Today at Berkeley Lab nameplate Berkeley Lab
Friday, July 30, 2004
 

 

 

 

 

 

 

 

 

 

 

 

 

 

 

 

 


THE ELECTRICITY DAILY

Berkeley Lab Scopes Out Demand Response

Successful demand response requires more than just subjecting customers to the vagaries of wholesale power prices, says a new study by researchers at Lawrence Berkeley National Laboratory in California.

The LBL researchers looked closed at Niagara Mohawk s use of real-time pricing to shift and limit loads in response to hourly wholesale market price changes. The program was moderately successful, the LBL team concluded, but commercial and industrial customer behavior is considerably more complex than many would have assumed. The work was funded by the California Energy Commission, which is looking into various models for demand response programs.

Conventional wisdom holds that industrial customers will be the most responsive to price signals. But the LBL study of NiMo and the New York Independent System Operator programs found that government and educational customers were the most responsive to market price signals. Commercial customers were least able to respond to real-time prices. The researchers conclude, because commercial customers (e.g., office buildings) have similar physical characteristics and end-use load (e.g., space conditioning and lighting) to government and education facilities, response from this sector is at least technically feasible. If institutional and other barriers can be overcome, the commercial sector may provide a rich source of price response.

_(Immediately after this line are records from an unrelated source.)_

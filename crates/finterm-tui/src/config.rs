//! Env-resolved runtime settings, defaults first.

use std::path::{Path, PathBuf};
use std::time::{Duration, SystemTime, UNIX_EPOCH};

use crate::channel::PathPair;
use crate::feeds::Feed;

/// What happens to a partially filled ledger when the budget screen is
/// re-entered.
#[derive(Debug, Clone, Copy, PartialEq, Eq)]
pub enum ResetPolicy {
    /// Discard the partial ledger and start over (default).
    Reset,
    /// Keep the accepted total and categories and continue filling.
    Resume,
}

#[derive(Debug, Clone)]
pub struct Config {
    /// Directory the worker subdirectories live under.
    pub worker_root: PathBuf,
    /// Poll interval for single-quote responses (stock, crypto).
    pub quote_poll: Duration,
    /// Poll interval for summary and budget responses.
    pub summary_poll: Duration,
    /// Where the session JSONL log lands.
    pub session_log_dir: PathBuf,
    pub reset_policy: ResetPolicy,
}

impl Config {
    pub fn from_env() -> Self {
        Self {
            worker_root: resolve_worker_root(),
            quote_poll: resolve_interval_ms("FINTERM_TUI_QUOTE_POLL_MS", 500),
            summary_poll: resolve_interval_ms("FINTERM_TUI_SUMMARY_POLL_MS", 1000),
            session_log_dir: resolve_session_log_dir(),
            reset_policy: resolve_reset_policy(),
        }
    }

    /// Request/response file pair for a feed. The file names are the worker
    /// contract and are not configurable; only the root moves.
    pub fn path_pair(&self, feed: Feed) -> PathPair {
        let (dir, input, output) = match feed {
            Feed::Budget => ("microservice-a", "input.json", "output.json"),
            Feed::Summary => ("microservice-b", "input_summary.json", "output_summary.json"),
            Feed::Stock => ("microservice-c", "input_stock.json", "output_stock.json"),
            Feed::Crypto => ("microservice-d", "input_crypto.json", "output_crypto.json"),
        };
        let base = self.worker_root.join(dir);
        PathPair::new(base.join(input), base.join(output))
    }

    pub fn poll_interval(&self, feed: Feed) -> Duration {
        match feed {
            Feed::Stock | Feed::Crypto => self.quote_poll,
            Feed::Summary | Feed::Budget => self.summary_poll,
        }
    }
}

fn resolve_worker_root() -> PathBuf {
    if let Ok(value) = std::env::var("FINTERM_TUI_WORKER_ROOT") {
        if !value.trim().is_empty() {
            return PathBuf::from(value.trim());
        }
    }
    PathBuf::from("workers")
}

fn resolve_interval_ms(key: &str, default_ms: u64) -> Duration {
    let ms = std::env::var(key)
        .ok()
        .and_then(|value| value.trim().parse::<u64>().ok())
        .filter(|value| *value > 0)
        .unwrap_or(default_ms);
    Duration::from_millis(ms)
}

fn resolve_session_log_dir() -> PathBuf {
    if let Ok(value) = std::env::var("FINTERM_TUI_SESSION_LOG_DIR") {
        if !value.trim().is_empty() {
            return PathBuf::from(value.trim());
        }
    }
    Path::new(".cache").join("finterm").join("session-logs")
}

fn resolve_reset_policy() -> ResetPolicy {
    let resume = std::env::var("FINTERM_TUI_BUDGET_RESUME")
        .ok()
        .map(|value| value == "1" || value.eq_ignore_ascii_case("true"))
        .unwrap_or(false);
    if resume {
        ResetPolicy::Resume
    } else {
        ResetPolicy::Reset
    }
}

pub fn resolve_run_id() -> String {
    if let Ok(value) = std::env::var("FINTERM_TUI_RUN_ID") {
        if !value.trim().is_empty() {
            return value.trim().to_string();
        }
    }
    let now = SystemTime::now()
        .duration_since(UNIX_EPOCH)
        .map(|value| value.as_millis())
        .unwrap_or(0);
    format!("run-{now}-{}", std::process::id())
}
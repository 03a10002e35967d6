//! Terminal front end for file-coordinated market-data and budget workers.
//!
//! The binary never talks to a worker directly: it writes a request file,
//! then polls for the paired response file and decodes it once present.
//! Watcher threads deliver results over an mpsc channel that only the
//! foreground loop drains, so all model mutation stays single-writer.

pub mod channel;
pub mod config;
pub mod decode;
pub mod error;
pub mod feeds;
pub mod ledger;
pub mod model;
pub mod session;
pub mod ui;
pub mod watcher;
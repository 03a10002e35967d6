//! Render pass: pure functions from the model to ratatui widgets. All the
//! interesting state lives in `AppModel`; nothing here mutates anything.

use ratatui::layout::{Constraint, Direction, Layout, Rect};
use ratatui::style::{Color, Style};
use ratatui::widgets::{Block, Borders, List, ListItem, Paragraph, Row, Table};
use ratatui::Frame;

use crate::model::{AppModel, Screen};

/// Cheap digest of everything that affects the frame; the loop skips the
/// draw when it has not changed.
pub fn frame_signature(model: &AppModel) -> String {
    let last_log = model.logs.back().cloned().unwrap_or_default();
    let held_stock = model
        .stock
        .as_ref()
        .map(|quote| quote.ticker.as_str())
        .unwrap_or("");
    format!(
        "{:?}|{}|{}|{}|{}|{}|{}|{}|{}|{}|{}",
        model.screen,
        model.input,
        model.status,
        model.quit_pending,
        model.show_more,
        held_stock,
        model.summary.len(),
        model.crypto.len(),
        model.category_rows.len(),
        model.budget_result.len(),
        last_log
    )
}

pub fn draw(frame: &mut Frame<'_>, model: &AppModel, color: bool) {
    let rows = Layout::default()
        .direction(Direction::Vertical)
        .constraints([
            Constraint::Length(3),
            Constraint::Length(4),
            Constraint::Length(8),
            Constraint::Length(3),
            Constraint::Length(3),
            Constraint::Min(1),
        ])
        .split(frame.area());

    frame.render_widget(Paragraph::new(model.screen.title()).block(bordered("")), rows[0]);
    frame.render_widget(
        Paragraph::new(model.screen.description()).block(bordered("")),
        rows[1],
    );
    frame.render_widget(
        Paragraph::new(model.screen.commands_text()).block(bordered("Commands")),
        rows[2],
    );
    frame.render_widget(
        Paragraph::new(format!("{}{}", model.input_label(), model.input)).block(bordered("Input")),
        rows[3],
    );
    frame.render_widget(
        Paragraph::new(model.status.clone())
            .style(status_style(color, &model.status))
            .block(bordered("Status")),
        rows[4],
    );

    let cols = Layout::default()
        .direction(Direction::Horizontal)
        .constraints([Constraint::Percentage(62), Constraint::Percentage(38)])
        .split(rows[5]);
    draw_results(frame, model, color, cols[0]);
    draw_logs(frame, model, cols[1]);
}

fn draw_results(frame: &mut Frame<'_>, model: &AppModel, color: bool, area: Rect) {
    match model.screen {
        Screen::Main => {
            frame.render_widget(bordered("Results"), area);
        }
        Screen::Summary => {
            let headers = ["Name", "Ticker", "Date", "Open", "High", "Low", "Close", "Volume"];
            let rows: Vec<Row> = model
                .summary
                .iter()
                .map(|entry| {
                    Row::new(vec![
                        entry.name.clone(),
                        entry.ticker.clone(),
                        entry.date.clone(),
                        format!("{:.2}", entry.open),
                        format!("{:.2}", entry.high),
                        format!("{:.2}", entry.low),
                        format!("{:.2}", entry.close),
                        entry.volume.to_string(),
                    ])
                })
                .collect();
            render_table(frame, area, "Market Summary", &headers, rows, color);
        }
        Screen::SearchStocks => {
            let (headers, rows): (&[&str], Vec<Row>) = match model.stock.as_ref() {
                Some(quote) if model.show_more => (
                    &["Ticker", "Date", "Open", "High", "Low", "Close"],
                    vec![Row::new(vec![
                        quote.ticker.clone(),
                        quote.date.clone(),
                        format!("{:.2}", quote.open),
                        format!("{:.2}", quote.high),
                        format!("{:.2}", quote.low),
                        format!("{:.2}", quote.close),
                    ])],
                ),
                Some(quote) => (
                    &["Ticker", "Date", "Close"],
                    vec![Row::new(vec![
                        quote.ticker.clone(),
                        quote.date.clone(),
                        format!("{:.2}", quote.close),
                    ])],
                ),
                None => (&["Ticker", "Date", "Close"], Vec::new()),
            };
            render_table(frame, area, "Quote", headers, rows, color);
        }
        Screen::SearchCrypto => {
            let rows: Vec<Row> = model
                .crypto
                .iter()
                .map(|(coin, price)| Row::new(vec![coin.clone(), price.clone()]))
                .collect();
            render_table(frame, area, "Prices", &["Coin", "Price"], rows, color);
        }
        Screen::Budget => {
            let halves = Layout::default()
                .direction(Direction::Vertical)
                .constraints([Constraint::Percentage(50), Constraint::Percentage(50)])
                .split(area);
            let category_rows: Vec<Row> = model
                .category_rows
                .iter()
                .map(|(name, pct)| Row::new(vec![name.clone(), format!("{pct}%")]))
                .collect();
            render_table(
                frame,
                halves[0],
                "Categories",
                &["Category", "Percentage"],
                category_rows,
                color,
            );
            let result_rows: Vec<Row> = model
                .budget_result
                .iter()
                .map(|(name, amount)| Row::new(vec![name.clone(), amount.clone()]))
                .collect();
            render_table(
                frame,
                halves[1],
                "Computed Budget",
                &["Category", "Amount"],
                result_rows,
                color,
            );
        }
    }
}

fn draw_logs(frame: &mut Frame<'_>, model: &AppModel, area: Rect) {
    let height = (area.height.saturating_sub(2) as usize).max(1);
    let skip = model.logs.len().saturating_sub(height);
    let items: Vec<ListItem> = model
        .logs
        .iter()
        .skip(skip)
        .map(|line| ListItem::new(line.clone()))
        .collect();
    frame.render_widget(List::new(items).block(bordered("Log")), area);
}

fn render_table(
    frame: &mut Frame<'_>,
    area: Rect,
    title: &'static str,
    headers: &[&str],
    rows: Vec<Row>,
    color: bool,
) {
    let widths = vec![Constraint::Ratio(1, headers.len().max(1) as u32); headers.len()];
    let header_style = if color {
        Style::default().fg(Color::Cyan)
    } else {
        Style::default()
    };
    let header = Row::new(headers.iter().map(|h| h.to_string()).collect::<Vec<_>>())
        .style(header_style);
    let table = Table::new(rows, widths).header(header).block(bordered(title));
    frame.render_widget(table, area);
}

fn status_style(color: bool, status: &str) -> Style {
    if !color {
        return Style::default();
    }
    if status.starts_with("Failed") || status.starts_with("Invalid") {
        Style::default().fg(Color::Red)
    } else if status.starts_with("Success") || status.starts_with("Budget") {
        Style::default().fg(Color::Green)
    } else {
        Style::default().fg(Color::Gray)
    }
}

fn bordered(title: &'static str) -> Block<'static> {
    let block = Block::default().borders(Borders::ALL);
    if title.is_empty() {
        block
    } else {
        block.title(title)
    }
}

#[cfg(test)]
mod tests {
    use super::*;
    use crate::model::AppModel;

    #[test]
    fn signature_changes_with_visible_state() {
        let mut model = AppModel::new();
        let initial = frame_signature(&model);

        model.input.push('s');
        let typed = frame_signature(&model);
        assert_ne!(initial, typed);

        model.set_status("Waiting for data...");
        assert_ne!(typed, frame_signature(&model));
    }

    #[test]
    fn signature_is_stable_for_identical_state() {
        let model = AppModel::new();
        assert_eq!(frame_signature(&model), frame_signature(&model));
    }
}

The NiMo study, said CEC Commissioner Arthur Rosenfeld, provides useful insights to California policymakers about the building blocks for a successful program. These include transparent wholesale market prices, a broad array of options for those customers that want to hedge and mitigate price volatility, and technical assistance and information tools that help customer manage their facility loads in order to respond effectively to wholesale market price signals.

In the fall of 1998, NiMo offered real-time pricing as part of its default service to customers with demand in excess of 2 MW. Under the program, NiMo charges customers the hourly day-ahead location-based market price established by NYISO. NiMo posts the following day's hourly prices by 4 p.m. so customers can plan the next day's usage.

About half of the 130 customers in the study were government and education facilities, with industrial customers representing another third, and commercial customers the rest. The customers had an average monthly peak demand of 3.4 MW. During 1998-2003, about 55 percent bought commodity power from competitive suppliers. Peak prices were fairly volatile, increasing by 15-30 percent in various regional zones.

Generally, said Charles Goldman, the report's lead author, customers are satisfied with real-time pricing as the default tariff, although some said that price hedging options are not attractively priced relative to perceived risks. Some 35 percent of survey participants were hedged, either through fixed-rate contracts or financial hedging products. The rest were fully exposed to varying prices in the wholesale market. Overall price response, the study concluded, was modest but encouraging, and individual customer responses was extremely variable.

The Niagara Mohawk experience, the report concludes, shows that large customers are likely to provide a moderate amount of demand response when real-time pricing is their default service tariff, even if some customers hedge against price volatility. However, subjecting customers to wholesale market variability is not sufficient to realize their full demand response potential.